◆ The task ◆
Each record that follows should be transcribed word for word.

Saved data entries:
-=-=-=-=-
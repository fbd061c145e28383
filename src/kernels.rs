//! Arithmetic primitives shared by both engines.
//!
//! The engines differ only in where results are written, never in how they
//! are computed: both call these functions, and every call detects the same
//! `DotKernel`, so for the same input they produce bit-identical outputs.

use crate::activation::Activation;
use crate::model_spec::DenseLayer;

/// Dot-product implementation selected from the CPU features found at run time.
///
/// Detection is deterministic for a given machine, so every caller in a
/// process uses the same kernel and sums in the same order.
#[derive(Debug, Clone, Copy, PartialEq, Eq)]
pub(crate) enum DotKernel {
    Scalar,
    #[cfg(any(target_arch = "x86", target_arch = "x86_64"))]
    Avx2Fma,
    #[cfg(any(target_arch = "x86", target_arch = "x86_64"))]
    Avx512Fma,
}

impl DotKernel {
    #[inline(always)]
    pub(crate) fn detect() -> Self {
        #[cfg(any(target_arch = "x86", target_arch = "x86_64"))]
        {
            if std::is_x86_feature_detected!("avx512f") && std::is_x86_feature_detected!("fma") {
                return DotKernel::Avx512Fma;
            }
            if std::is_x86_feature_detected!("avx2") && std::is_x86_feature_detected!("fma") {
                return DotKernel::Avx2Fma;
            }
        }

        DotKernel::Scalar
    }

    /// Dot product of two slices of equal length.
    #[inline(always)]
    pub(crate) fn dot(self, a: &[f32], b: &[f32]) -> f32 {
        debug_assert_eq!(a.len(), b.len());
        let len = a.len().min(b.len());
        match self {
            DotKernel::Scalar => dot_scalar(&a[..len], &b[..len]),
            // SAFETY: both slices hold at least `len` values, and `detect` only
            // selects a SIMD kernel when the CPU supports its features.
            #[cfg(any(target_arch = "x86", target_arch = "x86_64"))]
            DotKernel::Avx2Fma => unsafe { simd::dot_avx2_fma(a.as_ptr(), b.as_ptr(), len) },
            #[cfg(any(target_arch = "x86", target_arch = "x86_64"))]
            DotKernel::Avx512Fma => unsafe { simd::dot_avx512_fma(a.as_ptr(), b.as_ptr(), len) },
        }
    }
}

/// Dot product with the fastest kernel available on this CPU.
#[inline(always)]
pub fn dot(a: &[f32], b: &[f32]) -> f32 {
    DotKernel::detect().dot(a, b)
}

/// Dot product with four independent accumulators.
#[inline(always)]
fn dot_scalar(a: &[f32], b: &[f32]) -> f32 {
    let mut sums = [0.0f32; 4];

    let a_chunks = a.chunks_exact(4);
    let b_chunks = b.chunks_exact(4);
    let a_tail = a_chunks.remainder();
    let b_tail = b_chunks.remainder();

    for (ca, cb) in a_chunks.zip(b_chunks) {
        sums[0] = ca[0].mul_add(cb[0], sums[0]);
        sums[1] = ca[1].mul_add(cb[1], sums[1]);
        sums[2] = ca[2].mul_add(cb[2], sums[2]);
        sums[3] = ca[3].mul_add(cb[3], sums[3]);
    }

    let mut sum = (sums[0] + sums[1]) + (sums[2] + sums[3]);
    for (&av, &bv) in a_tail.iter().zip(b_tail) {
        sum = av.mul_add(bv, sum);
    }
    sum
}

#[cfg(any(target_arch = "x86", target_arch = "x86_64"))]
mod simd {
    #[cfg(target_arch = "x86")]
    use core::arch::x86::*;
    #[cfg(target_arch = "x86_64")]
    use core::arch::x86_64::*;

    /// Sums vector lanes in lane order.
    #[inline(always)]
    fn lane_sum(lanes: &[f32]) -> f32 {
        lanes.iter().fold(0.0, |sum, &lane| sum + lane)
    }

    /// Multiplies the tail past `start` into `sum` one value at a time.
    #[inline(always)]
    unsafe fn tail(a: *const f32, b: *const f32, start: usize, len: usize, mut sum: f32) -> f32 {
        for i in start..len {
            let av = unsafe { *a.add(i) };
            let bv = unsafe { *b.add(i) };
            sum = av.mul_add(bv, sum);
        }
        sum
    }

    #[target_feature(enable = "avx2,fma")]
    pub(super) unsafe fn dot_avx2_fma(a: *const f32, b: *const f32, len: usize) -> f32 {
        let mut acc = _mm256_setzero_ps();
        let mut i = 0usize;

        while i + 8 <= len {
            let va = unsafe { _mm256_loadu_ps(a.add(i)) };
            let vb = unsafe { _mm256_loadu_ps(b.add(i)) };
            acc = _mm256_fmadd_ps(va, vb, acc);
            i += 8;
        }

        let mut lanes = [0.0f32; 8];
        unsafe { _mm256_storeu_ps(lanes.as_mut_ptr(), acc) };
        unsafe { tail(a, b, i, len, lane_sum(&lanes)) }
    }

    #[target_feature(enable = "avx512f,fma")]
    pub(super) unsafe fn dot_avx512_fma(a: *const f32, b: *const f32, len: usize) -> f32 {
        let mut acc = _mm512_setzero_ps();
        let mut i = 0usize;

        while i + 16 <= len {
            let va = unsafe { _mm512_loadu_ps(a.add(i)) };
            let vb = unsafe { _mm512_loadu_ps(b.add(i)) };
            acc = _mm512_fmadd_ps(va, vb, acc);
            i += 16;
        }

        let mut lanes = [0.0f32; 16];
        unsafe { _mm512_storeu_ps(lanes.as_mut_ptr(), acc) };
        unsafe { tail(a, b, i, len, lane_sum(&lanes)) }
    }
}

/// Computes `output = input · W + b` for every row of the batch.
///
/// `input` holds `rows * in_features` values and `output` exactly
/// `rows * out_features`; callers validate the shapes beforehand.
pub fn affine_into(layer: &DenseLayer, input: &[f32], output: &mut [f32]) {
    let in_features = layer.in_features();
    let out_features = layer.out_features();
    let kernel = DotKernel::detect();
    debug_assert_eq!(input.len() / in_features, output.len() / out_features);

    for (x_row, out_row) in input
        .chunks_exact(in_features)
        .zip(output.chunks_exact_mut(out_features))
    {
        for ((out, w_row), &bias) in out_row
            .iter_mut()
            .zip(layer.weights().chunks_exact(in_features))
            .zip(layer.bias())
        {
            *out = bias + kernel.dot(w_row, x_row);
        }
    }
}

/// Same as [`affine_into`] with the activation applied as each row is written.
///
/// Used when the planner fuses the activation into the affine step: the
/// pre-activation row is finished in cache and overwritten before the next
/// row is produced.
pub fn affine_activation_into(
    layer: &DenseLayer,
    activation: Activation,
    input: &[f32],
    output: &mut [f32],
) {
    let in_features = layer.in_features();
    let out_features = layer.out_features();
    let kernel = DotKernel::detect();

    for (x_row, out_row) in input
        .chunks_exact(in_features)
        .zip(output.chunks_exact_mut(out_features))
    {
        for ((out, w_row), &bias) in out_row
            .iter_mut()
            .zip(layer.weights().chunks_exact(in_features))
            .zip(layer.bias())
        {
            *out = bias + kernel.dot(w_row, x_row);
        }
        activation.apply_in_place(out_row);
    }
}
-=-=-=-=-
◆ Written response ◆
repository fbd061c145e28383
filename src/kernels.rs
//! Arithmetic primitives shared by both engines.
//!
//! The engines differ only in where results are written, never in how they
//! are computed: both call these functions, and every call detects the same
//! `DotKernel`, so for the same input they produce bit-identical outputs.

use crate::activation::Activation;
use crate::model_spec::DenseLayer;

/// Dot-product implementation selected from the CPU features found at run time.
///
/// Detection is deterministic for a given machine, so every caller in a
/// process uses the same kernel and sums in the same order.
#[derive(Debug, Clone, Copy, PartialEq, Eq)]
pub(crate) enum DotKernel {
    Scalar,
    #[cfg(any(target_arch = "x86", target_arch = "x86_64"))]
    Avx2Fma,
    #[cfg(any(target_arch = "x86", target_arch = "x86_64"))]
    Avx512Fma,
}

impl DotKernel {
    #[inline(always)]
    pub(crate) fn detect() -> Self {
        #[cfg(any(target_arch = "x86", target_arch = "x86_64"))]
        {
            if std::is_x86_feature_detected!("avx512f") && std::is_x86_feature_detected!("fma") {
                return DotKernel::Avx512Fma;
            }
            if std::is_x86_feature_detected!("avx2") && std::is_x86_feature_detected!("fma") {
                return DotKernel::Avx2Fma;
            }
        }

        DotKernel::Scalar
    }

    /// Dot product of two slices of equal length.
    #[inline(always)]
    pub(crate) fn dot(self, a: &[f32], b: &[f32]) -> f32 {
        debug_assert_eq!(a.len(), b.len());
        let len = a.len().min(b.len());
        match self {
            DotKernel::Scalar => dot_scalar(&a[..len], &b[..len]),
            // SAFETY: both slices hold at least `len` values, and `detect` only
            // selects a SIMD kernel when the CPU supports its features.
            #[cfg(any(target_arch = "x86", target_arch = "x86_64"))]
            DotKernel::Avx2Fma => unsafe { simd::dot_avx2_fma(a.as_ptr(), b.as_ptr(), len) },
            #[cfg(any(target_arch = "x86", target_arch = "x86_64"))]
            DotKernel::Avx512Fma => unsafe { simd::dot_avx512_fma(a.as_ptr(), b.as_ptr(), len) },
        }
    }
}

/// Dot product with the fastest kernel available on this CPU.
#[inline(always)]
pub fn dot(a: &[f32], b: &[f32]) -> f32 {
    DotKernel::detect().dot(a, b)
}

/// Dot product with four independent accumulators.
#[inline(always)]
fn dot_scalar(a: &[f32], b: &[f32]) -> f32 {
    let mut sums = [0.0f32; 4];

    let a_chunks = a.chunks_exact(4);
    let b_chunks = b.chunks_exact(4);
    let a_tail = a_chunks.remainder();
    let b_tail = b_chunks.remainder();

    for (ca, cb) in a_chunks.zip(b_chunks) {
        sums[0] = ca[0].mul_add(cb[0], sums[0]);
        sums[1] = ca[1].mul_add(cb[1], sums[1]);
        sums[2] = ca[2].mul_add(cb[2], sums[2]);
        sums[3] = ca[3].mul_add(cb[3], sums[3]);
    }

    let mut sum = (sums[0] + sums[1]) + (sums[2] + sums[3]);
    for (&av, &bv) in a_tail.iter().zip(b_tail) {
        sum = av.mul_add(bv, sum);
    }
    sum
}

#[cfg(any(target_arch = "x86", target_arch = "x86_64"))]
mod simd {
    #[cfg(target_arch = "x86")]
    use core::arch::x86::*;
    #[cfg(target_arch = "x86_64")]
    use core::arch::x86_64::*;

    /// Sums vector lanes in lane order.
    #[inline(always)]
    fn lane_sum(lanes: &[f32]) -> f32 {
        lanes.iter().fold(0.0, |sum, &lane| sum + lane)
    }

    /// Multiplies the tail past `start` into `sum` one value at a time.
    #[inline(always)]
    unsafe fn tail(a: *const f32, b: *const f32, start: usize, len: usize, mut sum: f32) -> f32 {
        for i in start..len {
            let av = unsafe { *a.add(i) };
            let bv = unsafe { *b.add(i) };
            sum = av.mul_add(bv, sum);
        }
        sum
    }

    #[target_feature(enable = "avx2,fma")]
    pub(super) unsafe fn dot_avx2_fma(a: *const f32, b: *const f32, len: usize) -> f32 {
        let mut acc = _mm256_setzero_ps();
        let mut i = 0usize;

        while i + 8 <= len {
            let va = unsafe { _mm256_loadu_ps(a.add(i)) };
            let vb = unsafe { _mm256_loadu_ps(b.add(i)) };
            acc = _mm256_fmadd_ps(va, vb, acc);
            i += 8;
        }

        let mut lanes = [0.0f32; 8];
        unsafe { _mm256_storeu_ps(lanes.as_mut_ptr(), acc) };
        unsafe { tail(a, b, i, len, lane_sum(&lanes)) }
    }

    #[target_feature(enable = "avx512f,fma")]
    pub(super) unsafe fn dot_avx512_fma(a: *const f32, b: *const f32, len: usize) -> f32 {
        let mut acc = _mm512_setzero_ps();
        let mut i = 0usize;

        while i + 16 <= len {
            let va = unsafe { _mm512_loadu_ps(a.add(i)) };
            let vb = unsafe { _mm512_loadu_ps(b.add(i)) };
            acc = _mm512_fmadd_ps(va, vb, acc);
            i += 16;
        }

        let mut lanes = [0.0f32; 16];
        unsafe { _mm512_storeu_ps(lanes.as_mut_ptr(), acc) };
        unsafe { tail(a, b, i, len, lane_sum(&lanes)) }
    }
}

/// Computes `output = input · W + b` for every row of the batch.
///
/// `input` holds `rows * in_features` values and `output` exactly
/// `rows * out_features`; callers validate the shapes beforehand.
pub fn affine_into(layer: &DenseLayer, input: &[f32], output: &mut [f32]) {
    let in_features = layer.in_features();
    let out_features = layer.out_features();
    let kernel = DotKernel::detect();
    debug_assert_eq!(input.len() / in_features, output.len() / out_features);

    for (x_row, out_row) in input
        .chunks_exact(in_features)
        .zip(output.chunks_exact_mut(out_features))
    {
        for ((out, w_row), &bias) in out_row
            .iter_mut()
            .zip(layer.weights().chunks_exact(in_features))
            .zip(layer.bias())
        {
            *out = bias + kernel.dot(w_row, x_row);
        }
    }
}

/// Same as [`affine_into`] with the activation applied as each row is written.
///
/// Used when the planner fuses the activation into the affine step: the
/// pre-activation row is finished in cache and overwritten before the next
/// row is produced.
pub fn affine_activation_into(
    layer: &DenseLayer,
    activation: Activation,
    input: &[f32],
    output: &mut [f32],
) {
    let in_features = layer.in_features();
    let out_features = layer.out_features();
    let kernel = DotKernel::detect();

    for (x_row, out_row) in input
        .chunks_exact(in_features)
        .zip(output.chunks_exact_mut(out_features))
    {
        for ((out, w_row), &bias) in out_row
            .iter_mut()
            .zip(layer.weights().chunks_exact(in_features))
            .zip(layer.bias())
        {
            *out = bias + kernel.dot(w_row, x_row);
        }
        activation.apply_in_place(out_row);
    }
}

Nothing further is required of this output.